Exercise materials:
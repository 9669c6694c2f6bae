//! Converter error types.

use std::path::PathBuf;
use thiserror::Error;

#[derive(Error, Debug)]
pub enum TxError {
    #[error("Texture tool not found: {tool} ({hint})")]
    ToolNotFound { tool: String, hint: String },

    #[error("Input path does not exist: {}", .0.display())]
    InputNotFound(PathBuf),

    #[error("Not a folder: {}", .0.display())]
    NotADirectory(PathBuf),

    #[error("Unsupported texture extension: {}", .0.display())]
    UnsupportedExtension(PathBuf),

    #[error("Output would overwrite its source: {}", .0.display())]
    OutputConflict(PathBuf),

    #[error("Rename target already exists: {}", .0.display())]
    RenameConflict(PathBuf),

    #[error("Unsafe directory: {0}")]
    UnsafeDirectory(#[from] shared_utils::SafetyError),

    #[error("Failed to launch {tool}: {message}")]
    Spawn { tool: String, message: String },

    #[error("Failed to create worker pool: {0}")]
    ThreadPool(String),

    #[error("IO error: {0}")]
    Io(#[from] std::io::Error),
}

pub type Result<T> = std::result::Result<T, TxError>;
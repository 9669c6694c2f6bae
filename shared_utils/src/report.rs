//! Report Module
//!
//! End-of-run summary for batch operations.

use crate::batch::BatchResult;
use crate::progress::{format_bytes, format_duration};
use console::style;
use std::time::Duration;

pub fn print_summary_report(
    result: &BatchResult,
    duration: Duration,
    input_bytes: u64,
    output_bytes: u64,
    operation_name: &str,
) {
    let finished = chrono::Local::now().format("%Y-%m-%d %H:%M:%S");

    println!();
    println!("╔══════════════════════════════════════════════════════════════╗");
    println!("║  📊 {:<56} ║", format!("{} Summary", operation_name));
    println!("╠══════════════════════════════════════════════════════════════╣");
    println!("║  📁 Textures:          {:>10}                            ║", result.total);
    println!(
        "║  ✅ Converted:         {:>10}                            ║",
        style(result.succeeded).green()
    );
    println!(
        "║  ❌ Failed:            {:>10}                            ║",
        style(result.failed).red()
    );
    println!(
        "║  ⏭️  Skipped:           {:>10}                            ║",
        style(result.skipped).yellow()
    );
    println!(
        "║  📈 Success Rate:      {:>9.1}%                            ║",
        result.success_rate()
    );
    println!("╠══════════════════════════════════════════════════════════════╣");
    println!(
        "║  💾 Source Size:       {:>10}                            ║",
        format_bytes(input_bytes)
    );
    println!(
        "║  💾 Texture Size:      {:>10}                            ║",
        format_bytes(output_bytes)
    );
    println!(
        "║  ⏱️  Total Time:        {:>10}                            ║",
        format_duration(duration)
    );
    println!("║  🕒 Finished:   {:>20}                         ║", finished.to_string());
    println!("╚══════════════════════════════════════════════════════════════╝");

    if !result.errors.is_empty() {
        println!();
        println!("{}", style("❌ Failed textures:").red().bold());
        println!("━━━━━━━━━━━━━━━━━━━━━━━━━━━━━━━━━━━━━━━━━━━━━━━━━━━━━━━━━━━━━━━━");
        for (path, error) in &result.errors {
            println!("   {} → {}", path.display(), error);
        }
    }
}

pub fn print_simple_summary(result: &BatchResult) {
    println!(
        "\n✅ Complete: {} converted, {} failed, {} skipped (total: {})",
        result.succeeded, result.failed, result.skipped, result.total
    );
}

#[cfg(test)]
mod tests {
    use super::*;
    use std::path::PathBuf;

    #[test]
    fn test_print_simple_summary_no_panic() {
        let mut result = BatchResult::new();
        result.success();
        result.fail(PathBuf::from("brick_normal.png"), "exit code 1".to_string());
        print_simple_summary(&result);
    }

    #[test]
    fn test_print_summary_report_no_panic() {
        let mut result = BatchResult::new();
        result.success();
        result.skip();
        result.fail(PathBuf::from("wood_disp.exr"), "maketx: bad header".to_string());
        print_summary_report(&result, Duration::from_secs(3), 4096, 8192, "Texture Conversion");
    }

    #[test]
    fn test_print_summary_report_empty() {
        print_summary_report(&BatchResult::new(), Duration::ZERO, 0, 0, "Texture Conversion");
    }
}
use clap::Parser;
use garmin_connect_cli::{Cli, logging, run};

#[tokio::main(flavor = "current_thread")]
async fn main() {
    let cli = Cli::parse();
    logging::init(cli.verbose);

    if let Err(e) = run(cli).await {
        tracing::debug!(error = ?e, "command failed");
        eprintln!("error: {}", e);
        std::process::exit(e.exit_code());
    }
}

Task brief:
In the listing above, find each line where "errors" occurs and copy it.

Response:
    if !result.errors.is_empty() {
        for (path, error) in &result.errors {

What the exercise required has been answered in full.